Hamby Explains Pokémon Go

July 12, 2016

As I write this I am currently watching San Diegan "SeriousGaming" live stream on his Twitch channel of him walking around parts of San Diego catching Pokémon in Pokémon Go.  He's in Mission Beach in fact.  Did you see him walking around the beach at 12:05 pm on Tuesday July 12?  And there are 3,000 people watching online.


Pokémon Go is now more popular than Twitter they say.  It's being used longer per user than WhatsApp.  Pokémon Go is officially a cultural phenomenon in just 7 days.  Bryce and spent a good portion of last Friday's Capes on Capes podcast discussing our experience with Pokémon Go and how cool it is, and that was before the weekend (http://www.fm949sd.com/blogs/hamby/capes-capes).  The weekend was a game changer.  Over the weekend we learned how to play the game better and it made all the difference.  


Let's backtrack a second.  What IS Pokémon Go and why is everyone obsessed? Should I even care?  Pokémon Go is a FREE app in the Android or Apple store.  Warning for parents, there are in game purchases of coins to be redeemed for in game items.  So be aware.  From there the  game allows you to create an avatar, catch your first Pokémon, and then drops you right into the real world to go explore.  That's right you play in the real world.  The game drops your Avatar into a map that looks like a cartoon version of Google Maps, and that's because it is Google Maps.  Nearby landmarks are called PokéStops, and in the distance you might see a

PokéGym.  More on those later, you can't access them until Level 5.  


From here the game let's you explore your area for nearby Pokemon, that you can see on your "radar".  You can access PokéStops and spin them for PokéBalls and other items.  Look for areas around San Diego like Old Town with historical landmarks, or parks like Morley Field, or theme parks like the San Diego Zoo that are packed with markers for PokéGyms and PokéStops.  Also these areas attract a lot of Pokémon.  The more you play the more you realize that residential areas don't have a lot of Poke activity.  You need to get out and see the town.
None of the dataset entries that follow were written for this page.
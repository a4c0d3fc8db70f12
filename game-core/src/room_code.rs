use game_types::GameError;
use rand::Rng;
use std::fmt;

pub const ROOM_CODE_LEN: usize = 5;
pub const ROOM_CODE_ALPHABET: &[u8] = b"ABCDEFGHIJKLMNOPQRSTUVWXYZ0123456789";

/// Short uppercase code identifying a room, e.g. `AB12C`.
#[derive(Debug, Clone, PartialEq, Eq, Hash, PartialOrd, Ord)]
pub struct RoomCode(String);

impl RoomCode {
    /// Accepts user input: surrounding whitespace and lowercase letters are tolerated.
    pub fn parse(value: &str) -> Result<Self, GameError> {
        let normalized = value.trim().to_ascii_uppercase();
        let valid = normalized.len() == ROOM_CODE_LEN
            && normalized.bytes().all(|b| ROOM_CODE_ALPHABET.contains(&b));

        if valid {
            Ok(Self(normalized))
        } else {
            Err(GameError::InvalidRoomCode {
                code: value.to_string(),
            })
        }
    }

    pub fn generate<R: Rng + ?Sized>(rng: &mut R) -> Self {
        let code = (0..ROOM_CODE_LEN)
            .map(|_| ROOM_CODE_ALPHABET[rng.gen_range(0..ROOM_CODE_ALPHABET.len())] as char)
            .collect();
        Self(code)
    }

    pub fn as_str(&self) -> &str {
        &self.0
    }

    /// True when a room code carried in a client payload refers to this room.
    pub fn matches(&self, raw: &str) -> bool {
        raw.trim().eq_ignore_ascii_case(&self.0)
    }
}

impl fmt::Display for RoomCode {
    fn fmt(&self, f: &mut fmt::Formatter<'_>) -> fmt::Result {
        self.0.fmt(f)
    }
}

impl std::str::FromStr for RoomCode {
    type Err = GameError;

    fn from_str(value: &str) -> Result<Self, Self::Err> {
        Self::parse(value)
    }
}
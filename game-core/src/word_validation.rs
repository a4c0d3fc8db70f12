use game_types::GameError;

pub const MAX_NICKNAME_LEN: usize = 24;
pub const MAX_WORD_LEN: usize = 32;
pub const MAX_CHAT_LEN: usize = 280;

/// Trims a requested nickname and rejects ones that cannot form a display name.
pub fn validate_nickname(raw: &str) -> Result<String, GameError> {
    let nickname = raw.trim();

    if nickname.is_empty() {
        return Err(GameError::InvalidNickname {
            reason: "name cannot be empty".to_string(),
        });
    }
    if nickname.chars().count() > MAX_NICKNAME_LEN {
        return Err(GameError::InvalidNickname {
            reason: format!("name must be at most {} characters", MAX_NICKNAME_LEN),
        });
    }
    // '#' separates the nickname from the connection suffix
    if nickname.contains('#') {
        return Err(GameError::InvalidNickname {
            reason: "name cannot contain '#'".to_string(),
        });
    }

    Ok(nickname.to_string())
}

/// The drawer's word keeps its casing for redisplay.
pub fn validate_secret_word(raw: &str) -> Result<String, GameError> {
    let word = raw.trim();

    if word.is_empty() {
        return Err(GameError::EmptyInput {
            field: "Word".to_string(),
        });
    }
    if word.chars().count() > MAX_WORD_LEN {
        return Err(GameError::TooLong {
            field: "Word".to_string(),
            max: MAX_WORD_LEN,
        });
    }

    Ok(word.to_string())
}

pub fn validate_guess(raw: &str) -> Result<String, GameError> {
    let guess = raw.trim();
    if guess.is_empty() {
        return Err(GameError::EmptyInput {
            field: "Guess".to_string(),
        });
    }
    Ok(guess.to_string())
}

pub fn guess_matches(guess: &str, word: &str) -> bool {
    guess.trim().to_lowercase() == word.trim().to_lowercase()
}

/// Empty messages are dropped; long ones are cut at `MAX_CHAT_LEN` characters.
pub fn sanitize_chat_message(raw: &str) -> Option<String> {
    let message = raw.trim();
    if message.is_empty() {
        return None;
    }
    Some(message.chars().take(MAX_CHAT_LEN).collect())
}
use game_types::{ConnectionId, ServerMessage};
use std::collections::HashMap;
use std::time::{Duration, Instant};
use tokio::sync::{RwLock, mpsc};
use tracing::{debug, info};

/// Outbound side of one socket plus the time it last sent us anything.
#[derive(Debug)]
struct Connection {
    sender: mpsc::UnboundedSender<ServerMessage>,
    last_activity: Instant,
}

impl Connection {
    fn send(&self, message: ServerMessage) -> Result<(), String> {
        self.sender
            .send(message)
            .map_err(|_| "Connection closed".to_string())
    }

    fn idle_for(&self, timeout: Duration) -> bool {
        self.last_activity.elapsed() > timeout
    }
}

/// Outbound queues for every open socket. Dropping an entry closes the socket's writer.
#[derive(Default)]
pub struct ConnectionManager {
    connections: RwLock<HashMap<ConnectionId, Connection>>,
}

impl ConnectionManager {
    pub fn new() -> Self {
        Self::default()
    }

    /// Registers a socket and hands back the queue its writer task drains.
    pub async fn create_connection(&self, id: ConnectionId) -> mpsc::UnboundedReceiver<ServerMessage> {
        let (sender, receiver) = mpsc::unbounded_channel();
        let connection = Connection {
            sender,
            last_activity: Instant::now(),
        };
        self.connections.write().await.insert(id, connection);
        receiver
    }

    pub async fn remove_connection(&self, id: ConnectionId) -> bool {
        self.connections.write().await.remove(&id).is_some()
    }

    pub async fn update_activity(&self, id: ConnectionId) {
        if let Some(connection) = self.connections.write().await.get_mut(&id) {
            connection.last_activity = Instant::now();
        }
    }

    pub async fn send_to_connection(&self, id: ConnectionId, message: ServerMessage) -> Result<(), String> {
        match self.connections.read().await.get(&id) {
            Some(connection) => connection.send(message),
            None => Err("Connection not found".to_string()),
        }
    }

    /// Best effort: recipients that already went away are skipped.
    pub async fn send_to_many(&self, ids: &[ConnectionId], message: &ServerMessage) {
        let connections = self.connections.read().await;
        for id in ids {
            let Some(connection) = connections.get(id) else {
                debug!("Dropping message for unknown connection {}", id);
                continue;
            };
            if let Err(e) = connection.send(message.clone()) {
                debug!("Dropping message for {}: {}", id, e);
            }
        }
    }

    /// Removes idle connections and returns them so their room membership can be unwound.
    pub async fn cleanup_inactive_connections(&self, timeout: Duration) -> Vec<ConnectionId> {
        let mut connections = self.connections.write().await;
        let idle: Vec<ConnectionId> = connections
            .iter()
            .filter(|(_, connection)| connection.idle_for(timeout))
            .map(|(id, _)| *id)
            .collect();

        for id in &idle {
            info!("Removing inactive connection: {}", id);
            connections.remove(id);
        }
        idle
    }

    pub async fn connection_count(&self) -> usize {
        self.connections.read().await.len()
    }
}
use futures_util::{SinkExt, StreamExt};
use std::sync::Arc;
use tracing::{error, info, warn};
use warp::ws::{Message, WebSocket};

use crate::game_manager::GameManager;
use game_types::{ClientMessage, ConnectionId, ServerMessage};

pub mod connection;
pub mod handlers;
pub mod rate_limiter;


pub use connection::ConnectionManager;
use handlers::MessageHandler;
use rate_limiter::RateLimiter;

pub async fn handle_connection(
    websocket: WebSocket,
    connection_manager: Arc<ConnectionManager>,
    game_manager: Arc<GameManager>,
    rate_limiter: RateLimiter,
) {
    let connection_id = ConnectionId::new();
    info!("New WebSocket connection: {}", connection_id);

    let (mut ws_sender, mut ws_receiver) = websocket.split();

    let message_receiver = connection_manager.create_connection(connection_id).await;

    let message_handler = MessageHandler::new(
        connection_id,
        connection_manager.clone(),
        game_manager.clone(),
    );

    let incoming_handler = {
        let message_handler = message_handler.clone();
        let connection_manager = connection_manager.clone();
        let mut rate_limiter = rate_limiter;

        async move {
            while let Some(result) = ws_receiver.next().await {
                match result {
                    Ok(msg) => {
                        if msg.is_close() {
                            break;
                        }
                        // any frame counts as activity, pings included
                        connection_manager.update_activity(connection_id).await;
                        if !rate_limiter.check_rate_limit() {
                            warn!("Rate limit exceeded for connection {}, dropping frame", connection_id);
                            continue;
                        }
                        if let Err(e) = handle_message(msg, &message_handler).await {
                            warn!("Rejected message from {}: {}", connection_id, e);
                            let _ = connection_manager
                                .send_to_connection(connection_id, ServerMessage::Error { message: e })
                                .await;
                        }
                    }
                    Err(e) => {
                        warn!("WebSocket error for {}: {}", connection_id, e);
                        break;
                    }
                }
            }
        }
    };

    let outgoing_handler = {
        async move {
            let mut receiver = message_receiver;

            while let Some(message) = receiver.recv().await {
                let json = match serde_json::to_string(&message) {
                    Ok(json) => json,
                    Err(e) => {
                        error!("Failed to serialize message: {:?}", e);
                        continue;
                    }
                };

                if let Err(e) = ws_sender.send(Message::text(json)).await {
                    warn!("Failed to send message to {}: {:?}", connection_id, e);
                    break;
                }
            }
        }
    };

    tokio::select! {
        _ = incoming_handler => {},
        _ = outgoing_handler => {},
    }

    info!("Connection {} disconnected", connection_id);
    message_handler.handle_disconnect().await;
    connection_manager.remove_connection(connection_id).await;
}

async fn handle_message(msg: Message, message_handler: &MessageHandler) -> Result<(), String> {
    // pings and binary frames carry nothing for the game
    if !msg.is_text() {
        return Ok(());
    }

    let text = msg.to_str().map_err(|_| "Invalid text message".to_string())?;

    let client_message: ClientMessage =
        serde_json::from_str(text).map_err(|e| format!("Invalid JSON message: {}", e))?;

    message_handler.handle_message(client_message).await
}
use serde::{Deserialize, Serialize};
use ts_rs::TS;

use crate::{DrawLine, Leaderboard};

/// Frames sent by a browser. Every frame is `{"event": "...", "data": ...}`.
///
/// Room codes and player names carried in payloads are informational only; the
/// server acts on behalf of whoever is bound to the sending connection.
#[derive(Debug, Clone, PartialEq, Serialize, Deserialize, TS)]
#[serde(tag = "event", content = "data", rename_all = "kebab-case")]
#[ts(export)]
pub enum ClientMessage {
    JoinRoom {
        #[serde(rename = "roomCode", alias = "roomID")]
        room_code: String,
        #[serde(alias = "playerName")]
        nickname: String,
    },
    ClientReady,
    CanvasState(String),
    DrawLine(DrawLine),
    Clear,
    SubmitWord {
        #[serde(rename = "roomCode", alias = "roomID", default)]
        room_code: Option<String>,
        #[serde(rename = "playerName", default)]
        player_name: Option<String>,
        word: String,
    },
    GuessWord {
        #[serde(rename = "roomCode", alias = "roomID", default)]
        room_code: Option<String>,
        #[serde(rename = "playerName", default)]
        player_name: Option<String>,
        guess: String,
    },
    ChangeName {
        #[serde(rename = "roomCode", alias = "roomID", default)]
        room_code: Option<String>,
        #[serde(rename = "oldName")]
        old_name: String,
        #[serde(rename = "newName")]
        new_name: String,
    },
    InitiateVoteKick {
        #[serde(rename = "roomCode", alias = "roomID", default)]
        room_code: Option<String>,
        player: String,
        #[serde(default)]
        voter: Option<String>,
    },
    SendChatMessage {
        #[serde(rename = "playerName", default)]
        player_name: Option<String>,
        message: String,
    },
    LeaveRoom,
    Heartbeat,
}

#[derive(Debug, Clone, PartialEq, Serialize, Deserialize, TS)]
#[serde(tag = "event", content = "data", rename_all = "kebab-case")]
#[ts(export)]
pub enum ServerMessage {
    AssignPlayerName(String),
    NewPlayer(String),
    PlayersInRoom(Vec<String>),
    GetCanvasState,
    CanvasStateFromServer(String),
    DrawLine(DrawLine),
    Clear,
    PromptWordEntry(String),
    /// Private to the drawer so it can redisplay what it is drawing.
    DrawingWord(String),
    WordSubmitted {
        #[serde(rename = "playerName")]
        player_name: String,
        #[serde(rename = "wordLength")]
        word_length: usize,
    },
    CorrectGuess {
        #[serde(rename = "playerName")]
        player_name: String,
        #[serde(rename = "nextPlayer")]
        next_player: String,
    },
    WrongGuess,
    UpdateLeaderboard(Leaderboard),
    TimerUpdate(u32),
    TimeUp {
        #[serde(rename = "currentPlayer")]
        current_player: String,
        #[serde(rename = "drawingWord")]
        drawing_word: String,
    },
    PlayerNameChanged {
        #[serde(rename = "oldName")]
        old_name: String,
        #[serde(rename = "newName")]
        new_name: String,
    },
    NameChangeResult {
        success: bool,
        #[serde(default, skip_serializing_if = "Option::is_none")]
        message: Option<String>,
    },
    VoteInitiated {
        player: String,
        voter: String,
    },
    VoteProgress {
        player: String,
        votes: usize,
    },
    PlayerKicked {
        player: String,
    },
    PlayerLeft {
        #[serde(rename = "playerName")]
        player_name: String,
        players: Vec<String>,
    },
    ReceiveChatMessage {
        #[serde(rename = "playerName")]
        player_name: String,
        message: String,
        #[serde(rename = "sentAt")]
        sent_at: String,
    },
    Error {
        message: String,
    },
}
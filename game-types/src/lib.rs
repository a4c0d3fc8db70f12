pub mod connection;
pub mod errors;
pub mod game;
pub mod messages;

// Re-export all types
pub use connection::*;
pub use errors::*;
pub use game::*;
pub use messages::*;
#![allow(dead_code)]

use game_core::RoomSettings;
use game_server::game_manager::GameManager;
use game_server::websocket::ConnectionManager;
use game_types::{ConnectionId, ServerMessage};
use std::sync::Arc;
use std::time::Duration;
use tokio::sync::mpsc::UnboundedReceiver;
use tokio::time::timeout;

pub const TEST_ROOM: &str = "AB12C";

/// A connected test client: its id and the queue the server writes into.
pub struct TestClient {
    pub id: ConnectionId,
    pub name: String,
    pub receiver: UnboundedReceiver<ServerMessage>,
}

impl TestClient {
    /// Everything delivered so far, without waiting.
    pub fn drain(&mut self) -> Vec<ServerMessage> {
        let mut messages = Vec::new();
        while let Ok(message) = self.receiver.try_recv() {
            messages.push(message);
        }
        messages
    }

    /// Waits up to two seconds for a message accepted by `matches`.
    pub async fn recv_until(&mut self, matches: impl Fn(&ServerMessage) -> bool) -> ServerMessage {
        let wait = async {
            while let Some(message) = self.receiver.recv().await {
                if matches(&message) {
                    return Some(message);
                }
            }
            None
        };
        timeout(Duration::from_secs(2), wait)
            .await
            .expect("Timed out waiting for message")
            .expect("Connection closed while waiting")
    }
}

/// Test setup that provides all necessary components
pub struct TestGameServerSetup {
    pub connection_manager: Arc<ConnectionManager>,
    pub game_manager: Arc<GameManager>,
}

impl TestGameServerSetup {
    pub fn new() -> Self {
        Self::with_timing(60, Duration::from_secs(1))
    }

    /// Short rounds and fast ticks so countdowns finish inside a test.
    pub fn with_timing(round_seconds: u32, tick: Duration) -> Self {
        let connection_manager = Arc::new(ConnectionManager::new());
        let settings = RoomSettings {
            round_seconds,
            ..RoomSettings::default()
        };
        Self {
            connection_manager: connection_manager.clone(),
            game_manager: GameManager::new(connection_manager, settings, tick),
        }
    }

    /// Opens a connection and joins it to the test room.
    pub async fn join(&self, nickname: &str) -> TestClient {
        let id = ConnectionId::new();
        let receiver = self.connection_manager.create_connection(id).await;
        self.game_manager
            .join_room(id, TEST_ROOM, nickname)
            .await
            .expect("join should succeed");
        TestClient {
            id,
            name: id.display_name(nickname),
            receiver,
        }
    }

    pub async fn join_all(&self, nicknames: &[&str]) -> Vec<TestClient> {
        let mut clients = Vec::new();
        for nickname in nicknames {
            clients.push(self.join(nickname).await);
        }
        clients
    }

    pub async fn submit_word(&self, client: &TestClient, word: &str) {
        self.game_manager
            .submit_word(client.id, Some(TEST_ROOM), word)
            .await;
    }

    pub async fn guess_word(&self, client: &TestClient, guess: &str) {
        self.game_manager
            .guess_word(client.id, Some(TEST_ROOM), guess)
            .await;
    }
}

pub fn is_timer_update(message: &ServerMessage) -> bool {
    matches!(message, ServerMessage::TimerUpdate(_))
}
use dashmap::DashMap;
use std::sync::{Arc, Weak};
use std::time::Duration;
use tokio::sync::Mutex;
use tokio::task::JoinHandle;
use tokio::time::{Instant, MissedTickBehavior};
use tracing::{debug, info};

use crate::config::Config;
use crate::websocket::connection::ConnectionManager;
use game_core::{GameEvent, RoomCode, RoomRegistry, RoomSettings, TimerTick};
use game_types::{ConnectionId, DrawLine, GameError, RandomRoomResponse, RoomSummary};

struct RoomTimer {
    epoch: u64,
    handle: JoinHandle<()>,
}

/// Serializes every room mutation behind one lock and carries out the resulting
/// events: message delivery and the per-room countdown tasks.
///
/// Events are dispatched before the registry lock is released, so two operations
/// can never interleave their messages.
pub struct GameManager {
    registry: Mutex<RoomRegistry>,
    timers: DashMap<RoomCode, RoomTimer>,
    connection_manager: Arc<ConnectionManager>,
    tick_interval: Duration,
    self_ref: Weak<GameManager>,
}

impl GameManager {
    pub fn new(
        connection_manager: Arc<ConnectionManager>,
        settings: RoomSettings,
        tick_interval: Duration,
    ) -> Arc<Self> {
        Arc::new_cyclic(|self_ref| Self {
            registry: Mutex::new(RoomRegistry::new(settings)),
            timers: DashMap::new(),
            connection_manager,
            tick_interval,
            self_ref: self_ref.clone(),
        })
    }

    pub fn from_config(connection_manager: Arc<ConnectionManager>, config: &Config) -> Arc<Self> {
        Self::new(
            connection_manager,
            config.room_settings(),
            config.timer_tick(),
        )
    }

    pub async fn create_room(&self) -> RoomCode {
        let registry = self.registry.lock().await;
        let code = registry.create_room();
        info!("Generated room code {}", code);
        code
    }

    pub async fn list_rooms(&self) -> Vec<RoomSummary> {
        self.registry.lock().await.list_rooms()
    }

    /// An active room if there is one, otherwise a fresh code to create.
    pub async fn random_room(&self) -> RandomRoomResponse {
        let registry = self.registry.lock().await;
        match registry.pick_random_active_room() {
            Some(code) => RandomRoomResponse {
                success: true,
                room_id: code.to_string(),
            },
            None => RandomRoomResponse {
                success: false,
                room_id: registry.create_room().to_string(),
            },
        }
    }

    pub async fn room_exists(&self, room_code: &str) -> bool {
        match RoomCode::parse(room_code) {
            Ok(code) => self.registry.lock().await.is_active(&code),
            Err(_) => false,
        }
    }

    pub async fn room_players(&self, room_code: &RoomCode) -> Option<Vec<String>> {
        let registry = self.registry.lock().await;
        registry.room(room_code).map(|room| room.names())
    }

    pub async fn room_of(&self, connection_id: ConnectionId) -> Option<RoomCode> {
        let registry = self.registry.lock().await;
        registry.resolve_room(connection_id).cloned()
    }

    pub fn active_timer_count(&self) -> usize {
        self.timers.len()
    }

    pub async fn join_room(
        &self,
        connection_id: ConnectionId,
        room_code: &str,
        nickname: &str,
    ) -> Result<(), GameError> {
        let mut registry = self.registry.lock().await;
        let events = registry.join(connection_id, room_code, nickname)?;
        self.dispatch(events).await;
        Ok(())
    }

    pub async fn leave_room(&self, connection_id: ConnectionId) {
        let mut registry = self.registry.lock().await;
        let events = registry.leave(connection_id);
        self.dispatch(events).await;
    }

    pub async fn change_name(
        &self,
        connection_id: ConnectionId,
        room_hint: Option<&str>,
        old_name: &str,
        new_name: &str,
    ) -> Result<(), GameError> {
        let mut registry = self.registry.lock().await;
        let events = registry.change_name(connection_id, room_hint, old_name, new_name)?;
        self.dispatch(events).await;
        Ok(())
    }

    pub async fn submit_word(&self, connection_id: ConnectionId, room_hint: Option<&str>, word: &str) {
        let mut registry = self.registry.lock().await;
        let events = registry.submit_word(connection_id, room_hint, word);
        self.dispatch(events).await;
    }

    pub async fn guess_word(&self, connection_id: ConnectionId, room_hint: Option<&str>, guess: &str) {
        let mut registry = self.registry.lock().await;
        let events = registry.guess_word(connection_id, room_hint, guess);
        self.dispatch(events).await;
    }

    pub async fn initiate_vote_kick(
        &self,
        connection_id: ConnectionId,
        room_hint: Option<&str>,
        target: &str,
    ) {
        let mut registry = self.registry.lock().await;
        let events = registry.initiate_vote_kick(connection_id, room_hint, target);
        self.dispatch(events).await;
    }

    pub async fn draw_line(&self, connection_id: ConnectionId, line: DrawLine) {
        let mut registry = self.registry.lock().await;
        let events = registry.draw_line(connection_id, line);
        self.dispatch(events).await;
    }

    pub async fn clear_canvas(&self, connection_id: ConnectionId) {
        let mut registry = self.registry.lock().await;
        let events = registry.clear_canvas(connection_id);
        self.dispatch(events).await;
    }

    pub async fn client_ready(&self, connection_id: ConnectionId) {
        let mut registry = self.registry.lock().await;
        let events = registry.client_ready(connection_id);
        self.dispatch(events).await;
    }

    pub async fn canvas_state(&self, connection_id: ConnectionId, snapshot: String) {
        let mut registry = self.registry.lock().await;
        let events = registry.canvas_state(connection_id, snapshot);
        self.dispatch(events).await;
    }

    pub async fn send_chat(&self, connection_id: ConnectionId, message: &str) {
        let mut registry = self.registry.lock().await;
        let events = registry.chat(connection_id, message);
        self.dispatch(events).await;
    }

    /// One countdown step. Returns false once the ticker should stop.
    async fn on_tick(&self, room_code: &RoomCode, epoch: u64) -> bool {
        let mut registry = self.registry.lock().await;
        let (events, keep_running) = match registry.tick(room_code, epoch) {
            TimerTick::Running(events) => (events, true),
            TimerTick::Expired(events) => (events, false),
            TimerTick::Stale => (Vec::new(), false),
        };
        self.dispatch(events).await;

        if !keep_running
            && self
                .timers
                .remove_if(room_code, |_, timer| timer.epoch == epoch)
                .is_some()
        {
            debug!("Countdown {} for room {} finished", epoch, room_code);
        }
        keep_running
    }

    async fn dispatch(&self, events: Vec<GameEvent>) {
        for event in events {
            match event {
                GameEvent::Deliver {
                    recipients,
                    message,
                } => {
                    self.connection_manager
                        .send_to_many(&recipients, &message)
                        .await;
                }
                GameEvent::StartTimer { room_code, epoch } => {
                    self.start_timer(room_code, epoch);
                }
                GameEvent::StopTimer { room_code } => {
                    if let Some((_, timer)) = self.timers.remove(&room_code) {
                        timer.handle.abort();
                        debug!("Stopped countdown {} for room {}", timer.epoch, room_code);
                    }
                }
            }
        }
    }

    /// Not async: the ticker calls back into `dispatch`, which spawns tickers.
    fn start_timer(&self, room_code: RoomCode, epoch: u64) {
        let manager = self.self_ref.clone();
        let tick_interval = self.tick_interval;
        let task_room = room_code.clone();

        let handle = tokio::spawn(async move {
            let mut interval = tokio::time::interval_at(Instant::now() + tick_interval, tick_interval);
            interval.set_missed_tick_behavior(MissedTickBehavior::Delay);
            loop {
                interval.tick().await;
                let Some(manager) = manager.upgrade() else {
                    break;
                };
                if !manager.on_tick(&task_room, epoch).await {
                    break;
                }
            }
        });

        if let Some(previous) = self
            .timers
            .insert(room_code.clone(), RoomTimer { epoch, handle })
        {
            previous.handle.abort();
        }
        info!("Started countdown {} for room {}", epoch, room_code);
    }
}

#[cfg(test)]
mod tests {
    use super::*;

    fn manager() -> Arc<GameManager> {
        GameManager::new(
            Arc::new(ConnectionManager::new()),
            RoomSettings::default(),
            Duration::from_secs(1),
        )
    }

    #[tokio::test]
    async fn test_random_room_without_players_offers_fresh_code() {
        let manager = manager();
        let response = manager.random_room().await;

        assert!(!response.success);
        assert!(RoomCode::parse(&response.room_id).is_ok());
        assert!(!manager.room_exists(&response.room_id).await);
    }

    #[tokio::test]
    async fn test_join_reports_validation_errors() {
        let manager = manager();
        let result = manager.join_room(ConnectionId::new(), "nope", "Alice").await;
        assert!(matches!(result, Err(GameError::InvalidRoomCode { .. })));
        assert!(manager.list_rooms().await.is_empty());
    }
}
Literally!  Want to catch water Pokemon?  Need to be near a Lake or body of water or even local neighborhood pools.  The game warns you to look around and be aware of your surroundings and you should!  We ran into 6 other people playing PokemonGo just like us at a PokéStop that had a Lure on it at Morley Field.  We looked around and giggled at the soccer mom, the young couple, the gamer geek, and the retired guy all playing this game.  That's when we noticed bars in North Park had Lures placed on them and just being in the area of 30th and University on Sunday around Noon was like Pokémon Catcher heaven!  It was nuts.


I've never played a Pokémon game, even being an avid video gamer for many years.  It's just never something I played. And now I can't stop.  How many have you caught?  What's been your experience with the game?  Can you suggest parts of San Diego people should check out when playing?